What is the rule for choosing coniunctivus or imperativus when expressing commands? I know, that imperativus has only second person forms, so one is forced to use coniunctivus for other persons. Are there other rules however that make sentences with these modes different?

  • This seems helpful - about use of subjunctive for indirect commands.
    – user1846
    Aug 2, 2017 at 20:25

2 Answers 2


Hmm. My understanding is that the bare subjunctive as a positive request/command is actually rather rare in classical Latin. Woodcock's New Latin Syntax, p. 97, after a discussion of noli, nolite + infinitive as more polite than ne + perfect subjunctive, tells us:

Besides noli, nolite with the infinitive, the following periphrases also are frequently employed for the sake of politeness: (i) For positive commands, fac, facite, with a quasi-subordinate subjunctive: Fac mihi scribas; facite mihi scribatis, "See that you write to me." The subordinating conjunction ut is usually omitted. Similarly vide, "see that . . .", and velim, "I should like . . ." are used with the subjunctive: Plaut Asin 755 scribas vide plane et probe, "see that you write clearly and properly"; Cic.
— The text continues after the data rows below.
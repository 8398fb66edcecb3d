//! Typed AST nodes for statements.

use crate::ast::expr::Expr;
use crate::ast::item::{ConstDecl, Name, VarDecl};
use crate::ast::{ast_node, child_node, child_token, AstNode};
use crate::cst::{SyntaxNode, SyntaxToken};
use crate::syntax_kind::SyntaxKind;

/// Any statement node.
#[derive(Debug, Clone)]
pub enum Stmt {
    VarDecl(VarDecl),
    ConstDecl(ConstDecl),
    If(IfStmt),
    While(WhileStmt),
    DoWhile(DoWhileStmt),
    For(ForStmt),
    Print(PrintStmt),
    Break(BreakStmt),
    Delete(DeleteStmt),
    Expr(ExprStmt),
    Assign(AssignStmt),
    Reduce(ReduceStmt),
    Labeled(LabeledStmt),
}

impl Stmt {
    pub fn cast(node: SyntaxNode) -> Option<Self> {
        match node.kind() {
            SyntaxKind::VAR_DECL => Some(Stmt::VarDecl(VarDecl { syntax: node })),
            SyntaxKind::CONST_DECL => Some(Stmt::ConstDecl(ConstDecl { syntax: node })),
            SyntaxKind::IF_STMT => Some(Stmt::If(IfStmt { syntax: node })),
            SyntaxKind::WHILE_STMT => Some(Stmt::While(WhileStmt { syntax: node })),
            SyntaxKind::DO_WHILE_STMT => Some(Stmt::DoWhile(DoWhileStmt { syntax: node })),
            SyntaxKind::FOR_STMT => Some(Stmt::For(ForStmt { syntax: node })),
            SyntaxKind::PRINT_STMT => Some(Stmt::Print(PrintStmt { syntax: node })),
            SyntaxKind::BREAK_STMT => Some(Stmt::Break(BreakStmt { syntax: node })),
            SyntaxKind::DELETE_STMT => Some(Stmt::Delete(DeleteStmt { syntax: node })),
            SyntaxKind::EXPR_STMT => Some(Stmt::Expr(ExprStmt { syntax: node })),
            SyntaxKind::ASSIGN_STMT => Some(Stmt::Assign(AssignStmt { syntax: node })),
            SyntaxKind::REDUCE_STMT => Some(Stmt::Reduce(ReduceStmt { syntax: node })),
            SyntaxKind::LABELED_STMT => Some(Stmt::Labeled(LabeledStmt { syntax: node })),
            _ => None,
        }
    }

    pub fn syntax(&self) -> &SyntaxNode {
        match self {
            Stmt::VarDecl(n) => AstNode::syntax(n),
            Stmt::ConstDecl(n) => AstNode::syntax(n),
            Stmt::If(n) => &n.syntax,
            Stmt::While(n) => &n.syntax,
            Stmt::DoWhile(n) => &n.syntax,
            Stmt::For(n) => &n.syntax,
            Stmt::Print(n) => &n.syntax,
            Stmt::Break(n) => &n.syntax,
            Stmt::Delete(n) => &n.syntax,
            Stmt::Expr(n) => &n.syntax,
            Stmt::Assign(n) => &n.syntax,
            Stmt::Reduce(n) => &n.syntax,
            Stmt::Labeled(n) => &n.syntax,
        }
    }

    /// The user label attached to this statement, if any.
    ///
    /// Labels are `LABELED_STMT` wrappers in the tree; any statement wrapped
    /// by one reports that label.
    pub fn stmt_label(&self) -> Option<String> {
        if let Stmt::Labeled(labeled) = self {
            return labeled.label();
        }
        let parent = self.syntax().parent()?;
        if parent.kind() == SyntaxKind::LABELED_STMT {
            LabeledStmt { syntax: parent }.label()
        } else {
            None
        }
    }
}

// ── Statement blocks and labels ──────────────────────────────────────────

ast_node!(StmtBlock, STMT_BLOCK);

impl StmtBlock {
    pub fn stmts(&self) -> impl Iterator<Item = Stmt> + '_ {
        self.syntax.children().filter_map(Stmt::cast)
    }
}

ast_node!(LabeledStmt, LABELED_STMT);

impl LabeledStmt {
    /// The label text between the `#` delimiters.
    pub fn label(&self) -> Option<String> {
        self.syntax
            .children()
            .find(|n| n.kind() == SyntaxKind::STMT_LABEL)
            .and_then(|n| child_token(&n, SyntaxKind::IDENT))
            .map(|t| t.text().to_string())
    }

    /// The wrapped statement.
    pub fn stmt(&self) -> Option<Stmt> {
        self.syntax.children().find_map(Stmt::cast)
    }
}

// ── Control flow ─────────────────────────────────────────────────────────

ast_node!(IfStmt, IF_STMT);

impl IfStmt {
    pub fn cond(&self) -> Option<Expr> {
        self.syntax.children().find_map(Expr::cast)
    }

    pub fn then_block(&self) -> Option<StmtBlock> {
        child_node(&self.syntax)
    }

    pub fn else_clause(&self) -> Option<ElseClause> {
        child_node(&self.syntax)
    }
}

ast_node!(ElseClause, ELSE_CLAUSE);

impl ElseClause {
    /// Plain `else` body.
    pub fn block(&self) -> Option<StmtBlock> {
        child_node(&self.syntax)
    }

    /// `elif` chain, represented as a nested if statement.
    pub fn elif(&self) -> Option<IfStmt> {
        child_node(&self.syntax)
    }
}

ast_node!(WhileStmt, WHILE_STMT);

impl WhileStmt {
    pub fn cond(&self) -> Option<Expr> {
        self.syntax.children().find_map(Expr::cast)
    }

    pub fn body(&self) -> Option<StmtBlock> {
        child_node(&self.syntax)
    }

    pub fn stmt_label(&self) -> Option<String> {
        Stmt::While(self.clone()).stmt_label()
    }
}

ast_node!(DoWhileStmt, DO_WHILE_STMT);

impl DoWhileStmt {
    pub fn body(&self) -> Option<StmtBlock> {
        child_node(&self.syntax)
    }

    /// The trailing condition after `end while`.
    pub fn cond(&self) -> Option<Expr> {
        self.syntax.children().find_map(Expr::cast)
    }
}

ast_node!(ForStmt, FOR_STMT);

impl ForStmt {
    pub fn loop_var(&self) -> Option<String> {
        child_node::<Name>(&self.syntax)?.text()
    }

    pub fn domain(&self) -> Option<RangeDomain> {
        child_node(&self.syntax)
    }

    pub fn body(&self) -> Option<StmtBlock> {
        child_node(&self.syntax)
    }
}

ast_node!(RangeDomain, RANGE_DOMAIN);

impl RangeDomain {
    pub fn lower(&self) -> Option<Expr> {
        self.syntax.children().find_map(Expr::cast)
    }

    pub fn upper(&self) -> Option<Expr> {
        self.syntax.children().filter_map(Expr::cast).nth(1)
    }
}

// ── Simple statements ────────────────────────────────────────────────────

ast_node!(PrintStmt, PRINT_STMT);

impl PrintStmt {
    pub fn args(&self) -> impl Iterator<Item = Expr> + '_ {
        self.syntax.children().filter_map(Expr::cast)
    }

    /// True for `println`, false for `print`.
    pub fn newline(&self) -> bool {
        child_token(&self.syntax, SyntaxKind::PRINTLN_KW).is_some()
    }
}

ast_node!(BreakStmt, BREAK_STMT);

ast_node!(DeleteStmt, DELETE_STMT);

impl DeleteStmt {
    pub fn target(&self) -> Option<Expr> {
        self.syntax.children().find_map(Expr::cast)
    }
}

ast_node!(ExprStmt, EXPR_STMT);

impl ExprStmt {
    pub fn expr(&self) -> Option<Expr> {
        self.syntax.children().find_map(Expr::cast)
    }
}

ast_node!(AssignStmt, ASSIGN_STMT);

impl AssignStmt {
    /// Assignment targets: every expression child but the last.
    pub fn targets(&self) -> Vec<Expr> {
        let mut exprs: Vec<Expr> = self.syntax.children().filter_map(Expr::cast).collect();
        exprs.pop();
        exprs
    }

    /// The assigned value: the last expression child.
    pub fn value(&self) -> Option<Expr> {
        self.syntax.children().filter_map(Expr::cast).last()
    }
}

ast_node!(ReduceStmt, REDUCE_STMT);

impl ReduceStmt {
    pub fn target(&self) -> Option<Expr> {
        self.syntax.children().find_map(Expr::cast)
    }

    pub fn value(&self) -> Option<Expr> {
        self.syntax.children().filter_map(Expr::cast).nth(1)
    }

    /// The reduction operator token (`+=`, `min=`, `max=`, `asyncMin=`,
    /// `asyncMax=`).
    pub fn op(&self) -> Option<SyntaxToken> {
        self.syntax
            .children_with_tokens()
            .filter_map(|it| it.into_token())
            .find(|t| {
                matches!(
                    t.kind(),
                    SyntaxKind::PLUS_REDUCE
                        | SyntaxKind::MIN_REDUCE
                        | SyntaxKind::MAX_REDUCE
                        | SyntaxKind::ASYNC_MIN_REDUCE
                        | SyntaxKind::ASYNC_MAX_REDUCE
                )
            })
    }
}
Fam. 9, 12, 2 tu velim animo forti sis, "I should like you to be of brave heart." (ii) For negative commands fac ne . . ., facite ne . . ., and vide ne . . . are used. Rather more frequent are cave (sometimes caveto) and cavete with, or more often without, ne: Plaut. Most. 324 cave ne cadas, "mind you don't fall"; Cic. Att. 3, 17, 3 cave vereare, "mind you don't fear."


If you really want to give a command, use imperative. If you want to request someone to do something, use conjunctive. The difference between curre and curras is similar to the difference between "run" and "please run".